Minimally Invasive Posterior Cervical Foraminotomy



Minimally Invasive Posterior Cervical Foraminotomy


Grant D. Shifflett

Frank M. Phillips



REBUTTAL ▪ The Case against MIS Posterior Cervical Foraminotomy

Jesse E. Bible

Joon Y. Lee


INTRODUCTION


Brief Description of Standard Open Technique1

An open posterior cervical foraminotomy (PCF) typically utilizes a standard midline incision for bilateral or unilateral foraminotomies. The lamina, the facet joint-laminar junction, and the facet joint are typically exposed while taking care to preserve the facet joint capsule. A high-speed cutting burr in combination with Kerrison rongeur may then be used to resect the inferior and superior articular processes, affording a view of the underlying nerve root. If a diskectomy is to be performed, the nerve root may then be gently retracted to gain access to the disk fragment, which may be removed with a nerve hook and pituitary rongeurs.




Potential/Theoretical Problems with Current Open Technique

Larger incisions with more extensive periosteal muscle dissection may result in increased neck pain, spasm, and discomfort and ultimately a delayed recovery.2, 3, 4, 5







Figure 13.1 A 43-year-old male firefighter with the chief complaint of left radial forearm, thumb, and index finger paresthesias and pain. (A) Lateral radiograph demonstrating mild multilevel spondylosis and maintenance of the normal cervical lordosis. (B) and (C) Magnetic resonance imaging (MRI) axial and parasagittal reconstructions show a left paracentral disk herniation with compression of the C6 nerve root.


TECHNIQUE


Relevant Anatomy

Musculature of the posterior cervical spine can be described in three layers1,6:



  • Superficial: trapezius


  • Intermediate: splenius capitis, splenius cervicis


  • Deep: erector spinal muscles (iliocostalis, longissimus cervicis, longissimus capitis, semispinalis cervicis, semispinalis capitis), multifidus, rotatory muscles


Anatomic Working Zone

The structures bordering the neuroforamen include:



  • Ventrally: disk and uncovertebral joint


  • Dorsally: superior articular facet of the caudal segment


  • Inferiorly: caudal vertebra pedicle


  • Superiorly: cranial vertebra pedicle







Figure 13.2 A 48-year-old woman presented with acute onset, isolated right ulnar forearm and pinkie pain and paresthesias with no axial neck pain. (A) Lateral radiograph demonstrating mild spondylosis and some mild flattening of the normal cervical lordosis. (B) and (C) MRI axial and parasagittal reconstructions at the C7-T1 level demonstrating a large right-sided paracentral disk herniation extending into the neural foramen with compression of the C8 nerve root.


Step-by-Step Technique


Patient Positioning

The patient is placed in prone position on a radiolucent table.

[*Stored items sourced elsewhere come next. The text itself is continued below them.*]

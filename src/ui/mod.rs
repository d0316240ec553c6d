pub mod layout;
pub mod views;

use crate::app::{QuizApp, now_secs};
use crate::model::AppState;
use eframe::{App, Frame};
use egui::Context;
use layout::{bottom_panel, top_panel};

impl App for QuizApp {
    fn update(&mut self, ctx: &Context, _frame: &mut Frame) {
        let now = now_secs();

        // Canales de red y temporizador se bombean una vez por frame
        self.tick(now);

        if !matches!(self.state, AppState::Welcome) {
            top_panel(self, ctx);
        }
        bottom_panel(ctx);

        // Dispatch por estado a las vistas
        match self.state {
            AppState::Welcome => views::welcome::ui_welcome(self, ctx),
            AppState::QuizIntro => views::quiz_intro::ui_quiz_intro(self, ctx),
            AppState::Quiz => views::quiz::ui_quiz(self, ctx, now),
            AppState::QuizResults => views::results::ui_results(self, ctx),
            AppState::FinalIntro => views::final_intro::ui_final_intro(self, ctx),
            AppState::FinalQuiz => views::final_quiz::ui_final_quiz(self, ctx, now),
            AppState::FinalResults => views::final_results::ui_final_results(self, ctx),
            AppState::Dashboard => views::dashboard::ui_dashboard(self, ctx),
        }

        // Mientras corre un reloj o hay red en vuelo, repintar solo
        if self.timer.is_active() || self.is_network_pending() {
            ctx.request_repaint_after(std::time::Duration::from_millis(250));
        }
    }
}
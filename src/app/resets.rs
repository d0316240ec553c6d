use super::*;

impl QuizApp {
    /// Repetir un quiz de submódulo: borra resultado y snapshot para que
    /// no salte la detección de "ya completado" y recarga las preguntas.
    pub fn reintentar_quiz(&mut self) {
        let tid = match self.session.tutorial_id {
            Some(t) => t,
            None => return,
        };
        self.cache.clear(tid);
        self.last_result = None;
        self.session = QuizSession::new(QuizKind::Formative);
        self.session.tutorial_id = Some(tid);
        self.empezar_quiz();
    }

    /// El quiz final se puede repetir sin borrar nada: el nuevo intento
    /// sobrescribe el resultado guardado.
    pub fn reintentar_quiz_final(&mut self) {
        self.final_result = None;
        self.empezar_quiz_final();
    }

    /// Reintento tras un fallo de carga (solo el final llega aquí; el
    /// formativo cae al banco mock y nunca queda en Failed)
    pub fn reintentar_carga(&mut self) {
        match self.session.kind {
            QuizKind::Formative => self.empezar_quiz(),
            QuizKind::Summative => self.empezar_quiz_final(),
        }
    }

    /// Reintento tras un fallo de envío. Si el tiempo global ya venció,
    /// se mantiene el envío forzado.
    pub fn reintentar_envio(&mut self, now: f64) {
        let force = self.timer.remaining_secs() == 0;
        self.enviar_respuestas(force, now);
    }
}
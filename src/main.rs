#[cfg(not(target_arch = "wasm32"))]
fn main() -> eframe::Result<()> {
    env_logger::init();

    let options = eframe::NativeOptions {
        viewport: egui::ViewportBuilder::default().with_inner_size([900.0, 640.0]),
        ..Default::default()
    };
    eframe::run_native(
        "LearnCheck",
        options,
        Box::new(|_cc| Ok(Box::new(learncheck::QuizApp::from_env()))),
    )
}

#[cfg(target_arch = "wasm32")]
fn main() {
    use eframe::wasm_bindgen::JsCast as _;

    eframe::WebLogger::init(log::LevelFilter::Debug).ok();

    let web_options = eframe::WebOptions::default();
    wasm_bindgen_futures::spawn_local(async {
        let document = web_sys::window()
            .expect("No hay window")
            .document()
            .expect("No hay document");
        let canvas = document
            .get_element_by_id("learncheck_canvas")
            .expect("Falta el canvas #learncheck_canvas en index.html")
            .dyn_into::<web_sys::HtmlCanvasElement>()
            .expect("#learncheck_canvas no es un <canvas>");

        eframe::WebRunner::new()
            .start(
                canvas,
                web_options,
                Box::new(|_cc| Ok(Box::new(learncheck::QuizApp::from_env()))),
            )
            .await
            .expect("No se pudo arrancar eframe en el navegador");
    });
}
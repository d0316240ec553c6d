// src/embed.rs
//
// Integración con la plataforma anfitriona cuando la app corre dentro de
// un iframe: lectura de parámetros de la URL y avisos por postMessage al
// documento padre. En nativo todo esto se reduce a variables de entorno
// y no-ops.

use serde_json::{Value, json};

use crate::model::QuizResult;

/// Parsea una query string "?a=1&b=2" sin depender de la API del navegador
pub fn parse_query(search: &str) -> Vec<(String, String)> {
    search
        .trim_start_matches('?')
        .split('&')
        .filter(|p| !p.is_empty())
        .map(|pair| match pair.split_once('=') {
            Some((k, v)) => (k.to_string(), v.to_string()),
            None => (pair.to_string(), String::new()),
        })
        .collect()
}

/// Mensaje que la plataforma espera al completarse un quiz: lleva el
/// resultado entero para que el padre pinte el progreso sin repedirlo.
pub fn quiz_submitted_message(tutorial_id: Option<u32>, result: &QuizResult) -> Value {
    json!({
        "type": "quiz-submitted",
        "tutorialId": tutorial_id,
        "result": result,
    })
}

/// Petición de navegación al padre (p. ej. volver al material del curso)
pub fn nav_parent_message(route: &str) -> Value {
    json!({
        "type": "nav-parent",
        "route": route,
    })
}

#[cfg(target_arch = "wasm32")]
fn query_param(name: &str) -> Option<String> {
    let search = web_sys::window()?.location().search().ok()?;
    parse_query(&search)
        .into_iter()
        .find(|(k, _)| k == name)
        .map(|(_, v)| v)
        .filter(|v| !v.is_empty())
}

/// ¿Corre la app embebida en la plataforma (iframe con ?embed=1)?
#[cfg(target_arch = "wasm32")]
pub fn is_embedded() -> bool {
    query_param("embed").as_deref() == Some("1")
}

#[cfg(not(target_arch = "wasm32"))]
pub fn is_embedded() -> bool {
    false
}

/// Clave de usuario con la que se espacian las entradas de la caché
#[cfg(target_arch = "wasm32")]
pub fn user_key() -> Option<String> {
    query_param("user")
}

#[cfg(not(target_arch = "wasm32"))]
pub fn user_key() -> Option<String> {
    std::env::var("LEARNCHECK_USER")
        .ok()
        .filter(|s| !s.trim().is_empty())
}

/// Silencioso si no hay padre o el mensaje no se puede entregar
#[cfg(target_arch = "wasm32")]
fn post_to_parent(message: &Value) {
    let Some(parent) = web_sys::window().and_then(|w| w.parent().ok().flatten()) else {
        return;
    };
    let Ok(js_msg) = js_sys::JSON::parse(&message.to_string()) else {
        return;
    };
    if parent.post_message(&js_msg, "*").is_err() {
        log::warn!("postMessage al padre falló");
    }
}

#[cfg(target_arch = "wasm32")]
pub fn post_quiz_submitted(tutorial_id: Option<u32>, result: &QuizResult) {
    post_to_parent(&quiz_submitted_message(tutorial_id, result));
}

#[cfg(not(target_arch = "wasm32"))]
pub fn post_quiz_submitted(tutorial_id: Option<u32>, result: &QuizResult) {
    log::debug!(
        "quiz enviado (tutorial {tutorial_id:?}, nota {})",
        result.score
    );
}

#[cfg(target_arch = "wasm32")]
pub fn post_nav_parent(route: &str) {
    post_to_parent(&nav_parent_message(route));
}

#[cfg(not(target_arch = "wasm32"))]
pub fn post_nav_parent(route: &str) {
    log::debug!("navegación solicitada al padre: {route}");
}

#[cfg(test)]
mod tests {
    use super::*;

    #[test]
    fn splits_pairs_and_tolerates_bare_keys() {
        let q = parse_query("?embed=1&user=u-42&flag");
        assert_eq!(q[0], ("embed".into(), "1".into()));
        assert_eq!(q[1], ("user".into(), "u-42".into()));
        assert_eq!(q[2], ("flag".into(), String::new()));
    }

    #[test]
    fn empty_query_yields_nothing() {
        assert!(parse_query("").is_empty());
        assert!(parse_query("?").is_empty());
    }

    #[test]
    fn submitted_message_carries_the_whole_result() {
        let result = QuizResult {
            score: 66.67,
            correct: 2,
            total: 3,
            duration_secs: 48,
            detail: Vec::new(),
            questions: Vec::new(),
            feedback: None,
            is_mock: false,
        };
        let msg = quiz_submitted_message(Some(35368), &result);
        assert_eq!(msg["type"], "quiz-submitted");
        assert_eq!(msg["tutorialId"], 35368);
        assert_eq!(msg["result"]["score"], 66.67);
        assert_eq!(msg["result"]["total"], 3);

        // El quiz final no tiene tutorial
        let msg = quiz_submitted_message(None, &result);
        assert!(msg["tutorialId"].is_null());
    }

    #[test]
    fn nav_message_names_the_route() {
        let msg = nav_parent_message("material");
        assert_eq!(msg["type"], "nav-parent");
        assert_eq!(msg["route"], "material");
    }
}
impl QuizSession {
    pub fn new(kind: QuizKind) -> Self {
        Self {
            kind,
            tutorial_id: None,
            phase: SessionPhase::Idle,
            questions: Vec::new(),
            ledger: AnswerLedger::default(),
            current_index: 0,
            is_mock: false,
            started_at: None,
        }
    }

    pub fn begin_loading(&mut self, tutorial_id: Option<u32>) {
        self.tutorial_id = tutorial_id;
        self.phase = SessionPhase::Loading;
        self.questions.clear();
        self.ledger.clear();
        self.current_index = 0;
        self.is_mock = false;
        self.started_at = None;
    }

    /// Preguntas cargadas (del backend o del banco mock). Arranca el
    /// sello de tiempo usado como respaldo de la duración.
    pub fn apply_questions(&mut self, questions: Vec<Question>, is_mock: bool, now: f64) {
        self.questions = questions;
        self.ledger.clear();
        self.current_index = 0;
        self.is_mock = is_mock;
        self.started_at = Some(now);
        self.phase = SessionPhase::InProgress;
    }

    pub fn fail_loading(&mut self) {
        self.phase = SessionPhase::Failed;
    }

    pub fn total(&self) -> usize {
        self.questions.len()
    }

    pub fn current_question(&self) -> Option<&Question> {
        self.questions.get(self.current_index)
    }

    pub fn is_last_question(&self) -> bool {
        self.total() > 0 && self.current_index == self.total() - 1
    }

    /// Responde la pregunta actual. En quizzes formativos la primera
    /// selección bloquea (feedback inmediato); en el final se puede
    /// cambiar hasta el envío. Devuelve false si estaba bloqueada.
    pub fn select_answer(&mut self, option: usize) -> bool {
        if self.phase != SessionPhase::InProgress {
            return false;
        }
        let q = self.current_index;
        let in_range = self
            .questions
            .get(q)
            .map(|question| option < question.choices.len())
            .unwrap_or(false);
        if !in_range {
            return false;
        }
        let lock = self.kind == QuizKind::Formative;
        self.ledger.record(q, option, lock)
    }

    /// Avanza una pregunta; nunca pasa del final ni da la vuelta
    pub fn advance(&mut self) {
        if self.total() == 0 {
            return;
        }
        self.current_index = (self.current_index + 1).min(self.total() - 1);
    }

    pub fn retreat(&mut self) {
        self.current_index = self.current_index.saturating_sub(1);
    }

    pub fn go_to(&mut self, index: usize) {
        if index < self.total() {
            self.current_index = index;
        }
    }

    /// Segundos transcurridos desde la carga; respaldo de la duración
    /// cuando el backend no la informa. Nunca negativo.
    pub fn elapsed_secs(&self, now: f64) -> u64 {
        match self.started_at {
            Some(start) if now > start => (now - start).round() as u64,
            _ => 0,
        }
    }

    /// Intenta pasar a Submitting. `force` (vencimiento del temporizador
    /// global) salta la validación de completitud del quiz final.
    pub fn try_begin_submit(&mut self, force: bool) -> Result<(), SubmitBlock> {
        if self.phase == SessionPhase::Submitting {
            return Err(SubmitBlock::AlreadySubmitting);
        }
        if self.phase != SessionPhase::InProgress {
            return Err(SubmitBlock::NotInProgress);
        }
        if self.kind == QuizKind::Summative && !force {
            if let Some(first) = self.ledger.first_unanswered(self.total()) {
                // No se envían respuestas parciales en el examen final
                self.current_index = first;
                return Err(SubmitBlock::Incomplete { first_unanswered: first });
            }
        }
        self.phase = SessionPhase::Submitting;
        Ok(())
    }

    /// El envío falló: la sesión vuelve a estar en curso y es reanudable
    pub fn fail_submit(&mut self) {
        if self.phase == SessionPhase::Submitting {
            self.phase = SessionPhase::InProgress;
        }
    }

    pub fn complete(&mut self) {
        self.phase = SessionPhase::Completed;
    }

    /// Vencimiento del temporizador por pregunta: autoavanza, o pide el
    /// envío si era la última. La pregunta sin respuesta cuenta como
    /// incorrecta, sin opción seleccionada.
    pub fn on_question_timeout(&mut self) -> TimeoutAction {
        if self.is_last_question() {
            TimeoutAction::SubmitNow
        } else {
            self.advance();
            TimeoutAction::Advanced
        }
    }

    /// Pares (id de pregunta, ¿acierto?) para el POST del quiz de
    /// submódulo; la corrección se calcula en cliente porque el banco
    /// formativo trae las opciones marcadas.
    pub fn formative_payload(&self) -> Vec<(String, bool)> {
        self.questions
            .iter()
            .enumerate()
            .map(|(i, q)| (q.id.clone(), self.is_answer_correct(i)))
            .collect()
    }

    /// Pares (id de pregunta, opción elegida en clave "1".."4") para el
    /// POST del quiz final; el servidor corrige.
    pub fn summative_payload(&self) -> Vec<(String, String)> {
        self.questions
            .iter()
            .enumerate()
            .map(|(i, q)| {
                let key = self
                    .ledger
                    .selected(i)
                    .map(|opt| (opt + 1).to_string())
                    .unwrap_or_default();
                (q.id.clone(), key)
            })
            .collect()
    }

    fn is_answer_correct(&self, index: usize) -> bool {
        let (q, sel) = match (self.questions.get(index), self.ledger.selected(index)) {
            (Some(q), Some(sel)) => (q, sel),
            _ => return false,
        };
        q.choices
            .get(sel)
            .and_then(|c| c.correct)
            .unwrap_or(false)
    }

    /// Detalle por pregunta recalculado en local, para el modo mock y
    /// como respaldo cuando el servidor no devuelve el suyo.
    pub fn local_detail(&self) -> Vec<AnswerDetail> {
        self.questions
            .iter()
            .enumerate()
            .map(|(i, q)| {
                let selected = self.ledger.selected(i).and_then(|s| q.choices.get(s));
                let correct_choice = q.correct_choice().and_then(|c| q.choices.get(c));
                AnswerDetail {
                    question_id: q.id.clone(),
                    tutorial_id: q.tutorial_id,
                    correct: self.is_answer_correct(i),
                    user_answer: selected.map(|c| c.text.clone()).unwrap_or_default(),
                    answer: correct_choice.map(|c| c.text.clone()).unwrap_or_default(),
                    explanation: selected
                        .and_then(|c| c.explanation.clone())
                        .or_else(|| correct_choice.and_then(|c| c.explanation.clone()))
                        .unwrap_or_default(),
                }
            })
            .collect()
    }

    /// Resultado calculado íntegramente en cliente (modo mock, o envío
    /// forzado sin datos del servidor).
    pub fn local_result(&self, now: f64, feedback: Option<Feedback>) -> QuizResult {
        let detail = self.local_detail();
        let correct = detail.iter().filter(|d| d.correct).count() as u32;
        let total = self.total() as u32;
        QuizResult {
            score: round_score(correct, total),
            correct,
            total,
            duration_secs: self.elapsed_secs(now),
            detail,
            questions: self.questions.clone(),
            feedback,
            is_mock: self.is_mock,
        }
    }

    /// Snapshot persistible para reanudar tras una recarga accidental
    pub fn snapshot(&self, completed: bool) -> Option<SessionSnapshot> {
        Some(SessionSnapshot {
            tutorial_id: self.tutorial_id?,
            current_index: self.current_index,
            answers: self.ledger.selected.clone(),
            locked: self.ledger.locked.clone(),
            completed,
        })
    }

    /// Reaplica un snapshot sobre las preguntas ya cargadas
    pub fn restore(&mut self, snapshot: &SessionSnapshot) {
        if self.phase != SessionPhase::InProgress {
            return;
        }
        self.ledger.selected = snapshot
            .answers
            .iter()
            .filter(|(q, _)| **q < self.total())
            .map(|(q, o)| (*q, *o))
            .collect();
        self.ledger.locked = snapshot
            .locked
            .iter()
            .copied()
            .filter(|q| *q < self.total())
            .collect();
        if snapshot.current_index < self.total() {
            self.current_index = snapshot.current_index;
        }
    }
}
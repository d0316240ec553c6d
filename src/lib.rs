pub mod analytics;
pub mod api;
pub mod app;
pub mod data;
pub mod embed;
pub mod model;
pub mod session;
pub mod storage;
pub mod timer;
pub mod ui;
pub mod view_models;

pub use app::QuizApp;
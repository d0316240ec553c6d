use super::*;

impl QuizApp {
    pub fn ir_a_bienvenida(&mut self) {
        self.descartar_red_pendiente();
        self.state = AppState::Welcome;
        self.message.clear();
    }

    pub fn ir_al_dashboard(&mut self) {
        self.descartar_red_pendiente();
        self.state = AppState::Dashboard;
        self.message.clear();
    }

    /// Entra en un submódulo: si ya tiene resultado guardado se muestra
    /// directamente, si no se pasa por la pantalla de instrucciones.
    pub fn abrir_quiz(&mut self, tutorial_id: u32) {
        self.descartar_red_pendiente();
        if let Some(result) = self.cache.get(tutorial_id) {
            self.last_result = Some(result);
            self.session = QuizSession::new(QuizKind::Formative);
            self.session.tutorial_id = Some(tutorial_id);
            self.state = AppState::QuizResults;
        } else {
            self.session = QuizSession::new(QuizKind::Formative);
            self.session.tutorial_id = Some(tutorial_id);
            self.state = AppState::QuizIntro;
        }
        self.message.clear();
    }

    pub fn abrir_quiz_final(&mut self) {
        self.descartar_red_pendiente();
        if let Some(result) = self.cache.get_final() {
            self.final_result = Some(result);
            self.state = AppState::FinalResults;
        } else {
            self.state = AppState::FinalIntro;
        }
        self.message.clear();
    }

    /// Vuelta al material del curso: dentro de un iframe se delega en la
    /// plataforma; en standalone se va a la bienvenida.
    pub fn volver_al_material(&mut self) {
        if self.embedded {
            crate::embed::post_nav_parent("material");
        }
        self.ir_a_bienvenida();
    }
}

Three-point Mayfield head clamp is affixed to the patient’s head and positioned in a slightly flexed posture. The head may be elevated with reverse Trendelenburg positioning to reduce bleeding in the field. Care must be taken to ensure there is no pressure on bony prominences, particularly the face and the eyes.


Surgical Approach

Under lateral fluoroscopic guidance, an incision is made approximately 10 mm off the midline on the operative side. Lateral fluoroscopy will help the location of the incision to determine an appropriate trajectory to the disk space. The authors avoid “blind” advancement of instruments or retractors to the posterior spine. After the skin incision is made, monopolar electrocautery is then used to split the cervical fascia proximally and distally. Using finger palpation, the spinous process and lamina and lateral mass can be palpated. With finger guidance, serial dilators from the tubular retraction system are then used to establish the appropriate docking point centered over the lamina-facet junction at the treatment level and confirmed fluoroscopically.
The appropriately sized tube (typically 16 to 18 mm) is then placed over the dilators, which are then removed. A table-mounted flexible arm retractor system is then connected to the tubular retractor stabilizing the docking point. A high-powered surgical microscope is then brought into the surgical field.


Decompression

Residual soft tissue over the facet joint is removed using rongeurs and monopolar electrocautery. The bony “V” representing the lamina-facet junction is then visualized, and bony edges are defined with a microcurette. A small-angled curette is then used to dissect the underlying ligamentum off the cranial lamina to delineate the bony landmarks. A small (2 or 3 mm) Kerrison rongeur is then utilized to perform a partial hemilaminectomy, allowing visualization of the lateral edge of the spinal canal and medial aspect of the exiting nerve root. A high-speed drill is then used to remove the medial portion of the inferior articular process, followed by the superior process overlying the nerve root. The foraminotomy is completed using a small Kerrison rongeur (1-mm footplate) or microcurettes. A small nerve hook may be used to palpate the superior and inferior pedicles, which represent the cranial and caudal extents of the decompression. Free passage of the nerve hook laterally into the neural foramen ensures an adequate decompression has been performed. When a soft-disk herniation is present, the corresponding cervical nerve root may be gently retracted, affording visualization of the disk fragments, which may be removed with a nerve hook and small pituitary rongeurs.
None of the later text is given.